On 05/02/2014 01:40 PM, Mark Marshall wrote:
> Hi.
> 
> I now fell a bit guilty.  I had this same problem a while ago, and I
> haven't ever really pushed the fix.  In fact, I ended up rewriting
> most of drivers/spi/spi-fsl-espi.c, and that's really the problem - I
> can only test about two boards from over 20, so I know that nobody
> will take my complete re-write seriously, and I sort of lost interest.
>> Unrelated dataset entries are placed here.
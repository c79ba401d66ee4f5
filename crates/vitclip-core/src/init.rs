use std::f64::consts::SQRT_2;

use tch::{nn, Tensor};

const LINEAR_LAYERS: &[&str] = &["c_fc", "c_proj", "out_proj", "q", "kv", "qkv", "proj", "fc1", "fc2"];

#[derive(Debug, Clone, Copy, PartialEq, Eq)]
pub enum ParamRole {
    LinearWeight,
    LinearBias,
    NormWeight,
    NormBias,
    Other,
}

/// Classifies a variable by the layer that owns it, from its dotted name.
pub fn param_role(name: &str) -> ParamRole {
    let mut parts = name.rsplit('.');
    let leaf = parts.next().unwrap_or_default();
    let owner = parts.next().unwrap_or_default();
    let is_linear = LINEAR_LAYERS.contains(&owner);
    let is_norm = owner.starts_with("ln_") || owner.starts_with("norm");
    match (leaf, is_linear, is_norm) {
        ("weight", true, _) => ParamRole::LinearWeight,
        ("bias", true, _) => ParamRole::LinearBias,
        ("weight", _, true) => ParamRole::NormWeight,
        ("bias", _, true) => ParamRole::NormBias,
        _ => ParamRole::Other,
    }
}

fn norm_cdf(x: f64) -> f64 {
    (1.0 + Tensor::from_slice(&[x / SQRT_2]).erf().double_value(&[0])) / 2.0
}

/// Fills `t` with values from N(mean, std) truncated to [a, b], by inverse-CDF sampling.
pub fn trunc_normal_(t: &mut Tensor, mean: f64, std: f64, a: f64, b: f64) {
    let l = norm_cdf((a - mean) / std);
    let u = norm_cdf((b - mean) / std);
    tch::no_grad(|| {
        let mut sample = Tensor::empty(t.size(), (t.kind(), t.device()));
        let _ = sample.uniform_(2.0 * l - 1.0, 2.0 * u - 1.0);
        let sample = (sample.erfinv() * (std * SQRT_2) + mean).clamp(a, b);
        t.copy_(&sample);
    });
}

/// Variables whose dotted name lies under `prefix` (all of them when `prefix` is empty).
pub fn variables_under(vs: &nn::VarStore, prefix: &str) -> Vec<(String, Tensor)> {
    let mut vars: Vec<_> = vs
        .variables()
        .into_iter()
        .filter(|(name, _)| {
            prefix.is_empty()
                || name
                    .strip_prefix(prefix)
                    .map_or(false, |rest| rest.starts_with('.'))
        })
        .collect();
    vars.sort_by(|a, b| a.0.cmp(&b.0));
    vars
}

/// Linear layers get trunc-normal(std) weights and zero biases, layer norms
/// get unit weights and zero biases. Everything else is left untouched.
pub fn default_init(vs: &nn::VarStore, prefix: &str, std: f64) {
    for (name, mut var) in variables_under(vs, prefix) {
        match param_role(&name) {
            ParamRole::LinearWeight => trunc_normal_(&mut var, 0.0, std, -2.0, 2.0),
            ParamRole::LinearBias | ParamRole::NormBias => tch::no_grad(|| {
                let _ = var.fill_(0.0);
            }),
            ParamRole::NormWeight => tch::no_grad(|| {
                let _ = var.fill_(1.0);
            }),
            ParamRole::Other => {}
        }
    }
}

/// Marks variables trainable iff their name contains one of `markers`.
/// Returns the names left trainable.
pub fn freeze_except(vs: &nn::VarStore, prefix: &str, markers: &[&str]) -> Vec<String> {
    let mut trainable = Vec::new();
    for (name, var) in variables_under(vs, prefix) {
        let keep = markers.iter().any(|m| name.contains(m));
        let _ = var.set_requires_grad(keep);
        if keep {
            trainable.push(name);
        }
    }
    trainable
}

/// (total, trainable) element counts.
pub fn parameter_counts(vs: &nn::VarStore, prefix: &str) -> (i64, i64) {
    variables_under(vs, prefix)
        .iter()
        .fold((0, 0), |(total, tunable), (_, var)| {
            let n = var.numel() as i64;
            (total + n, if var.requires_grad() { tunable + n } else { tunable })
        })
}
Don't feel guilty at all. Even though I have suffered a bit to isolate the
problem, your answer has already helped a lot: with your proposed fix, I have
not been able to reproduce the error anymore.

> 
> But, the bug you are hitting is actually much simpler to fix than
> that.  If you look in drivers/spi/spi-fsl-espi.c, there is a function
> called fsl_espi_cmd_trans.  There are two important things to note
> about this function; 1) It does a 64K kmalloc for every transfer
> (thanks).  2) It overwrites the buffer if the transfer size is large.
> 
> It packs the TX command into the start of the 64K block and sets up a
> TX pointer to the start of that block.  It then points the RX pointer
> to be after the TX command.  This is completely wrong.  The RX pointer
> should also be set to point to the start of the block.
> 
> In the failing case, you are probably doing a 64K read from the Flash.
>  We will have a 5 or 6 byte command followed by 65531 bytes of TX data
> (the value of the TX data does not matter).  The driver will then TX
> the command followed by the data and simultaneously it will RX the
> "command" and the data that we want (the value of stuff RX'd when we
> are TX'ing the command is ignored / irrelevant).  The point is that
> the last few bytes of data the we receive go after the end of the 64K
> block that we have allocated.
> 
> I found that I got similar kernel panics to you.  Basically we are
> overwriting 5 random bytes of kernel memory at the start of a page.
> 
>         espi_trans->tx_buf = local_buf;
> -       espi_trans->rx_buf = local_buf + espi_trans->n_tx;
> +       espi_trans->rx_buf = local_buf;
>         fsl_espi_do_trans(m, espi_trans);
> 
> So, something like this would be a fix.  This is untested.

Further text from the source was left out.